A variety of fluor spar, found in granite in Siberia, will shine in the dark when warmed, with a remarkably strong phosphorescent light, increasing as the temperature is raised. The light augments when the spar is plunged into water; and in boiling water, the spar becomes so luminous that the letters of a printed book can be seen in a dark room near the glass containing it.
Another variety of fluor spar, also found in Siberia, is of a pale violet colour, and emits a white light merely by the heat of the hand; and when put into boiling water, it will give out a green light.
LIGHT FROM OYSTER-SHELLS.
Put oyster-shells into a common fire; burn them for about half an hour; then remove them into a dark room, when many of the shells will exhibit beautiful specimens of prismatic colours.

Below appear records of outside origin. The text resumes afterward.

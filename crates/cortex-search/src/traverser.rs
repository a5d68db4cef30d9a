//! Dependency Traverser
//!
//! Bounded traversal of the relationship graph starting from focus symbols.
//! Nodes live in a petgraph arena with integer ids, so the visited set is a
//! plain index set and cycles terminate naturally. Prune strategies bound
//! the frontier; every discovered node carries its path back to a seed.

use std::collections::{HashMap, HashSet, VecDeque};

use petgraph::stable_graph::NodeIndex;
use petgraph::Direction;
use serde::{Deserialize, Serialize};
use tracing::debug;

use cortex_core::graph::{EdgeKind, RelationshipGraph};
use cortex_core::VectorStore;

/// Which way edges are followed.
#[derive(Debug, Clone, Copy, PartialEq, Eq, Serialize, Deserialize, Default)]
#[serde(rename_all = "snake_case")]
pub enum TraversalDirection {
    Forward,
    Backward,
    #[default]
    Both,
}

/// How the frontier is bounded at each node.
#[derive(Debug, Clone, Copy, PartialEq, Eq, Serialize, Deserialize, Default)]
#[serde(rename_all = "snake_case")]
pub enum PruneStrategy {
    #[default]
    Strength,
    Relevance,
    None,
}

/// Traversal tuning.
#[derive(Debug, Clone, Serialize, Deserialize)]
pub struct TraversalOptions {
    pub max_depth: usize,
    pub direction: TraversalDirection,
    pub min_strength: f32,
    pub min_confidence: f32,
    pub include_transitive: bool,
    pub prune_strategy: PruneStrategy,
    pub max_results: usize,
}

impl Default for TraversalOptions {
    fn default() -> Self {
        Self {
            max_depth: 2,
            direction: TraversalDirection::Both,
            min_strength: 0.0,
            min_confidence: 0.0,
            include_transitive: true,
            prune_strategy: PruneStrategy::Strength,
            max_results: 50,
        }
    }
}

/// A traversal request.
#[derive(Debug, Clone, Default)]
pub struct TraversalRequest {
    pub base_query: String,
    pub focus_symbols: Vec<String>,
    /// Empty means every edge kind
    pub relationship_types: Vec<EdgeKind>,
    pub options: TraversalOptions,
    pub include_context: bool,
    /// Line radius for same-file context chunks
    pub context_radius: usize,
}

/// One discovered chain from a seed to a related symbol.
#[derive(Debug, Clone, Serialize, Deserialize)]
pub struct RelationshipPath {
    pub symbols: Vec<String>,
    pub total_strength: f32,
    pub description: String,
}

/// Chunks grouped by a shared theme (their file).
#[derive(Debug, Clone, Serialize, Deserialize)]
pub struct ContextGroup {
    pub theme: String,
    pub chunk_ids: Vec<String>,
    pub importance: f32,
    pub relationships: Vec<EdgeKind>,
}

/// Traversal output.
#[derive(Debug, Clone, Default)]
pub struct TraversalResult {
    /// Seed chunks (focus symbols resolved)
    pub primary_chunks: Vec<String>,
    /// Chunks discovered through edges
    pub related_chunks: Vec<String>,
    pub relationship_paths: Vec<RelationshipPath>,
    pub context_groups: Vec<ContextGroup>,
    /// Discovered chunks per visited node, in [0, 1]
    pub efficiency_score: f32,
    pub total_tokens: usize,
}

/// Traverses the relationship graph for a query.
pub struct DependencyTraverser<'a> {
    graph: &'a RelationshipGraph,
    store: &'a VectorStore,
}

RINGS OF LIGHT IN CRYSTAL.
This is one of the most striking of optical exhibitions, and may be thus simply produced. Provide a sheet of clear ice, about an inch thick, frozen in still weather; let the light fall through the ice upon a pane of window-glass, or a polished table, and by placing a fragment of plate-glass near the eye as a reflector, the most beautiful rings of light may be observed.
TO STRIKE LIGHT WITH CANE.
Strike a piece of rattan cane with a steel, and it contains so much silex, or flint, that it will exhibit sparks of light in the dark.